Les entreprises locales demandent une vigoureuse réponse canadienne au discours sur l’état de l’Union du président américain

Les envolées oratoires de Joe Biden ont fait monter l’inquiétude des milieux manufacturiers, de ce côté-ci de la frontière.

Dans son discours sur l’état de l’Union prononcé devant le Congrès, mardi soir, le président américain a défendu ses politiques protectionnistes et a annoncé « de nouvelles normes pour exiger que tous les matériaux de construction utilisés dans les projets d’infrastructure fédéraux soient fabriqués en Amérique : du bois, du verre, des cloisons sèches, des câbles de fibre optique fabriqués en Amérique ».

Manufacturiers et Exportateurs du Québec (MEQ) a demandé une réponse vigoureuse du Canada pour protéger l’accès des manufacturiers québécois au marché américain.

« Malheureusement, au fil des années, on a vu que plus les mesures protectionnistes sont fortes, plus nos entreprises choisissent d’investir aux États-Unis pour pouvoir accéder aux marchés publics », observe Véronique Proulx, présidente-directrice générale de MEQ.

« Il y a plusieurs entreprises dans le secteur de la construction, et je pense aussi aux autobus Lion, qui se sont installées aux États-Unis pour accéder aux marchés publics, avoir accès aux programmes et dans certains cas aux mesures financières, explique-t-elle. Ce sont des investissements qu’on perd. »

Un exemple

Même la filiale canadienne d’une entreprise américaine peut être inquiétée par la rhétorique présidentielle.

« Ça peut nous toucher, absolument. Même notre maison mère est inquiète de ça », confie Jean-Pierre Benoit, vice-président corporatif et directeur général d’American Biltrite Canada, dont l’usine sherbrookoise a ouvert ses portes en 1913. La manufacture de 280 employés fabrique des couvre-planchers commerciaux et du caoutchouc industriel utilisé notamment dans les infrastructures routières.

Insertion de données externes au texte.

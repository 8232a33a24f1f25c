//! Product category derivation and role-specific category rules

use crate::models::StaffRole;

pub const INFANT_FORMULA: &str = "嬰兒奶粉";
pub const ADULT_FORMULA: &str = "成人奶粉";
pub const ADULT_DRINK: &str = "成人奶水";
pub const INFANT_FOOD: &str = "嬰幼兒食品";
pub const INFANT_CEREAL: &str = "嬰兒米麥精";
pub const HEALTH_FOOD: &str = "保健食品";
pub const MEDICINE: &str = "藥品";
pub const DISPENSING: &str = "調劑點數";
pub const PEDIATRIC_CASH: &str = "現金-小兒銷售";
pub const DIAPERS: &str = "尿布";
pub const COSMETICS: &str = "美妝";
pub const RETURN_EXCHANGE: &str = "退換貨";
pub const OTHER: &str = "其他";

/// POS category codes (leading zeros ignored)
const CATEGORY_CODES: &[(&str, &str)] = &[
    ("1", INFANT_FORMULA),
    ("2", ADULT_FORMULA),
    ("3", ADULT_DRINK),
    ("4", INFANT_FOOD),
    ("5", HEALTH_FOOD),
    ("6", MEDICINE),
    ("7", DISPENSING),
    ("8", PEDIATRIC_CASH),
    ("9", DIAPERS),
    ("10", COSMETICS),
];

/// Sort priority of categories on classified lists; unlisted sort last
const CATEGORY_ORDER: &[&str] = &[
    INFANT_FORMULA,
    INFANT_CEREAL,
    INFANT_FOOD,
    ADULT_FORMULA,
    ADULT_DRINK,
    HEALTH_FOOD,
    MEDICINE,
    DISPENSING,
    DIAPERS,
    COSMETICS,
    PEDIATRIC_CASH,
    RETURN_EXCHANGE,
];

/// Priority used for categories missing from the order table
pub const UNLISTED_ORDER: usize = 99;

/// Map a raw POS category code to its label
///
/// Infant food whose item name mentions malt (麥精) or rice (米精) cereal is
/// reported as infant cereal. Input that is already a known label passes
/// through; unknown codes are kept verbatim.
pub fn determine_category(raw: &str, item_name: &str) -> String {
    let raw = raw.trim();
    if raw.is_empty() {
        return OTHER.to_string();
    }

    let code = raw.trim_start_matches('0');
    let label = CATEGORY_CODES
        .iter()
        .find(|(c, _)| *c == code)
        .map(|(_, label)| *label)
        .or_else(|| {
            CATEGORY_CODES
                .iter()
                .map(|(_, label)| *label)
                .chain([INFANT_CEREAL])
                .find(|label| *label == raw)
        });

    match label {
        Some(INFANT_FOOD) if item_name.contains("麥精") || item_name.contains("米精") => {
            INFANT_CEREAL.to_string()
        }
        Some(label) => label.to_string(),
        None => raw.to_string(),
    }
}

/// Sort priority for a category label
pub fn category_order(category: &str) -> usize {
    CATEGORY_ORDER
        .iter()
        .position(|c| *c == category)
        .unwrap_or(UNLISTED_ORDER)
}

/// Whether the row's points are per package and must be divided by quantity
pub fn divides_by_quantity(role: StaffRole, category: &str) -> bool {
    match role {
        StaffRole::Sales => matches!(category, ADULT_FORMULA | ADULT_DRINK | INFANT_CEREAL),
        StaffRole::Pharmacist => category == ADULT_FORMULA,
        StaffRole::NoBonus => false,
    }
}

/// Categories never checked for repurchase (always credited as developed)
pub fn is_repurchase_exempt(role: StaffRole, category: &str) -> bool {
    role == StaffRole::Pharmacist && category == DISPENSING
}

/// Categories that never earn points, whatever the status
pub fn is_zero_point(category: &str) -> bool {
    category == PEDIATRIC_CASH
}
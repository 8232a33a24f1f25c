//! Product group commands

use anyhow::{Context, Result};
use pointbook_core::models::{GroupItem, NewProductGroup};
use pointbook_core::Database;

/// Parse `ITEM` or `ITEM=ALIAS`
pub fn parse_group_item(arg: &str) -> GroupItem {
    match arg.split_once('=') {
        Some((item, alias)) => GroupItem {
            item_id: item.trim().to_string(),
            alias: alias.trim().to_string(),
        },
        None => GroupItem {
            item_id: arg.trim().to_string(),
            alias: String::new(),
        },
    }
}

fn new_group(name: &str, items: &[String]) -> NewProductGroup {
    NewProductGroup {
        group_name: name.to_string(),
        items: items.iter().map(|i| parse_group_item(i)).collect(),
    }
}

pub fn cmd_groups_list(db: &Database) -> Result<()> {
    let groups = db.list_product_groups()?;
    if groups.is_empty() {
        println!("No product groups");
        return Ok(());
    }

    for group in groups {
        println!("#{} {}", group.id, group.group_name);
        for item in group.items {
            if item.alias.is_empty() {
                println!("    {}", item.item_id);
            } else {
                println!("    {} ({})", item.item_id, item.alias);
            }
        }
    }
    Ok(())
}

pub fn cmd_groups_add(db: &Database, name: &str, items: &[String]) -> Result<()> {
    let id = db
        .create_product_group(&new_group(name, items))
        .with_context(|| format!("Failed to create group {}", name))?;
    println!("✅ Created group #{} {}", id, name);
    Ok(())
}

pub fn cmd_groups_update(db: &Database, id: i64, name: &str, items: &[String]) -> Result<()> {
    db.update_product_group(id, &new_group(name, items))
        .with_context(|| format!("Failed to update group #{}", id))?;
    println!("✅ Updated group #{}", id);
    Ok(())
}

pub fn cmd_groups_remove(db: &Database, id: i64) -> Result<()> {
    if db.delete_product_group(id)? {
        println!("🗑  Removed group #{}", id);
    } else {
        println!("No group #{}", id);
    }
    Ok(())
}
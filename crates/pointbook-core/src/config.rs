//! Application configuration
//!
//! ## Configuration Resolution
//!
//! Config is loaded with a two-layer resolution:
//! 1. Check for an override file (explicit path, or
//!    ~/.local/share/pointbook/config.toml)
//! 2. Fall back to embedded defaults (compiled into binary)
//!
//! Export cell mappings are merged field-by-field with the embedded defaults,
//! so an override only needs to list the coordinates it changes.

use std::fs;
use std::path::{Path, PathBuf};

use serde::{Deserialize, Serialize};
use tracing::debug;

use crate::category::ADULT_DRINK;
use crate::error::{Error, Result};
use crate::export::mapping::ExportMappings;
use crate::rewards::{CosmeticBrand, RewardRule};

/// Embedded default config (compiled into binary)
const DEFAULT_CONFIG: &str = include_str!("../../../config/default.toml");

/// Default number of rows per insert chunk
pub const DEFAULT_CHUNK_SIZE: usize = 2000;

/// Header names of the POS sales export
#[derive(Debug, Clone, PartialEq, Eq, Serialize, Deserialize)]
#[serde(default)]
pub struct ColumnNames {
    pub sales_person: String,
    pub date: String,
    pub customer_id: String,
    pub customer_name: String,
    pub item_id: String,
    pub item_name: String,
    pub quantity: String,
    pub unit: String,
    pub unit_price: String,
    pub amount: String,
    pub points: String,
    pub category: String,
    pub ticket_no: String,
    pub debt: String,
    pub store_name: String,
}

impl Default for ColumnNames {
    fn default() -> Self {
        Self {
            sales_person: "銷售人員".to_string(),
            date: "銷售日期".to_string(),
            customer_id: "會員編號".to_string(),
            customer_name: "會員姓名".to_string(),
            item_id: "商品編號".to_string(),
            item_name: "商品名稱".to_string(),
            quantity: "數量".to_string(),
            unit: "單位".to_string(),
            unit_price: "單價".to_string(),
            amount: "金額".to_string(),
            points: "點數".to_string(),
            category: "類別".to_string(),
            ticket_no: "單號".to_string(),
            debt: "欠款".to_string(),
            store_name: "門市".to_string(),
        }
    }
}

impl ColumnNames {
    /// Columns holding identifiers that must keep their leading zeros
    pub fn text_columns(&self) -> Vec<String> {
        vec![
            self.customer_id.clone(),
            self.item_id.clone(),
            self.ticket_no.clone(),
            self.date.clone(),
            self.category.clone(),
        ]
    }
}

/// Header names of a staff list spreadsheet
#[derive(Debug, Clone, PartialEq, Eq, Serialize, Deserialize)]
#[serde(default)]
pub struct StaffColumns {
    pub id: String,
    pub name: String,
    pub role: String,
    pub branch: String,
    pub customer_id: String,
    pub points_standard: String,
    pub cosmetic_standard: String,
}

impl Default for StaffColumns {
    fn default() -> Self {
        Self {
            id: "員工編號".to_string(),
            name: "姓名".to_string(),
            role: "職位".to_string(),
            branch: "分店".to_string(),
            customer_id: "會員編號".to_string(),
            points_standard: "點數標準".to_string(),
            cosmetic_standard: "美妝標準".to_string(),
        }
    }
}

impl StaffColumns {
    pub fn text_columns(&self) -> Vec<String> {
        vec![self.id.clone(), self.customer_id.clone()]
    }
}

/// Row acceptance lists and batching
#[derive(Debug, Clone, PartialEq, Eq, Serialize, Deserialize)]
#[serde(default)]
pub struct ClassificationConfig {
    /// Items credited only to pharmacists; dropped from the store clerk flow
    pub pharmacist_only_items: Vec<String>,
    /// Category whose single cans/bottles are never credited
    pub milk_category: String,
    pub excluded_milk_units: Vec<String>,
    /// Rows per insert chunk during history imports
    pub chunk_size: usize,
}

impl Default for ClassificationConfig {
    fn default() -> Self {
        Self {
            pharmacist_only_items: Vec::new(),
            milk_category: ADULT_DRINK.to_string(),
            excluded_milk_units: vec!["罐".to_string(), "瓶".to_string()],
            chunk_size: DEFAULT_CHUNK_SIZE,
        }
    }
}

/// Full application configuration
#[derive(Debug, Clone, Default, PartialEq, Serialize, Deserialize)]
#[serde(default)]
pub struct AppConfig {
    /// Printed on exported sheets
    pub store_name: String,
    pub columns: ColumnNames,
    pub staff_columns: StaffColumns,
    pub classification: ClassificationConfig,
    pub rewards: Vec<RewardRule>,
    pub cosmetic_brands: Vec<CosmeticBrand>,
    pub export: ExportMappings,
}

impl AppConfig {
    /// Load configuration (override first, then embedded default)
    pub fn load(override_path: Option<&Path>) -> Result<Self> {
        let embedded = Self::embedded()?;

        let path = match override_path {
            Some(p) => Some(p.to_path_buf()),
            None => default_config_path().filter(|p| p.exists()),
        };

        let Some(path) = path else {
            return Ok(embedded);
        };
        if !path.exists() {
            return Err(Error::Config(format!(
                "Config file not found: {}",
                path.display()
            )));
        }

        let content = fs::read_to_string(&path)
            .map_err(|e| Error::Config(format!("Failed to read config: {}", e)))?;
        debug!("Loading config override from {}", path.display());
        Self::from_toml_with_defaults(&content, &embedded)
    }

    /// The compiled-in default configuration
    pub fn embedded() -> Result<Self> {
        Ok(toml::from_str(DEFAULT_CONFIG)?)
    }

    /// Parse an override and merge its export mappings with `defaults`
    pub fn from_toml_with_defaults(content: &str, defaults: &Self) -> Result<Self> {
        let mut config: Self = toml::from_str(content)?;
        config.export = config.export.merged_with(&defaults.export);
        if config.store_name.is_empty() {
            config.store_name = defaults.store_name.clone();
        }
        if config.classification.chunk_size == 0 {
            return Err(Error::Config("chunk_size must be at least 1".to_string()));
        }
        Ok(config)
    }
}

/// Default config override path
pub fn default_config_path() -> Option<PathBuf> {
    dirs::data_local_dir().map(|d| d.join("pointbook").join("config.toml"))
}

#[cfg(test)]
mod tests {
    use super::*;

    #[test]
    fn test_embedded_config_parses() {
        let config = AppConfig::embedded().unwrap();
        assert_eq!(config.classification.chunk_size, DEFAULT_CHUNK_SIZE);
        assert!(config.export.sales.is_usable());
        assert!(config.export.pharmacist.is_usable());
        assert_eq!(config.columns.customer_id, "會員編號");
    }

    #[test]
    fn test_override_merges_export_mapping() {
        let defaults = AppConfig::embedded().unwrap();
        let override_toml = r#"
            store_name = "中山店"

            [export.sales.columns]
            points = "K"
        "#;
        let config = AppConfig::from_toml_with_defaults(override_toml, &defaults).unwrap();

        assert_eq!(config.store_name, "中山店");
        assert_eq!(config.export.sales.columns.points.unwrap().letters(), "K");
        // Untouched fields come from the defaults
        assert_eq!(config.export.sales.start_row, defaults.export.sales.start_row);
        assert_eq!(config.export.pharmacist, defaults.export.pharmacist);
    }

    #[test]
    fn test_override_rejects_zero_chunk() {
        let defaults = AppConfig::embedded().unwrap();
        let result = AppConfig::from_toml_with_defaults(
            "[classification]\nchunk_size = 0\n",
            &defaults,
        );
        assert!(matches!(result, Err(Error::Config(_))));
    }

    #[test]
    fn test_load_missing_explicit_path() {
        let result = AppConfig::load(Some(Path::new("/nonexistent/pointbook.toml")));
        assert!(result.is_err());
    }

    #[test]
    fn test_load_override_file() {
        let dir = tempfile::tempdir().unwrap();
        let path = dir.path().join("config.toml");
        fs::write(&path, "[classification]\npharmacist_only_items = [\"A100\"]\n").unwrap();

        let config = AppConfig::load(Some(&path)).unwrap();
        assert_eq!(config.classification.pharmacist_only_items, vec!["A100"]);
        assert!(config.export.sales.is_usable());
    }
}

« À peu près 50 % de nos ventes sont faites aux États-Unis », indique Jean-Pierre Benoit. Une partie non négligeable est destinée aux édifices fédéraux et aux infrastructures routières de compétence fédérale.

Devant la montée du protectionnisme américain, l’entreprise sherbrookoise a déjà pris la précaution de diversifier ses marchés, notamment en Australie et en Nouvelle-Zélande, qui représentent maintenant 15 % des ventes. Mais il demeure que les marchés étrangers sont longs à percer.

« Ça ne se fait pas en criant ciseau. En 2023, on compte beaucoup sur les États-Unis, dont les structures fédérales. »

Le bois : une phrase qui ne veut rien dire

À l’inverse, la mention du bois dans le discours du 46e président des États-Unis n’a pas fait frémir l’industrie forestière québécoise.

« Pour nous, la petite phrase d’hier n’a à peu près aucun impact », affirme Michel Vincent, directeur économie et marchés au Conseil de l’industrie forestière du Québec.

Premièrement, on est en litige avec les Américains sur le bois d’œuvre depuis déjà six ans, ce qui fait que tous les canaux de communication avec le gouvernement sont bien établis.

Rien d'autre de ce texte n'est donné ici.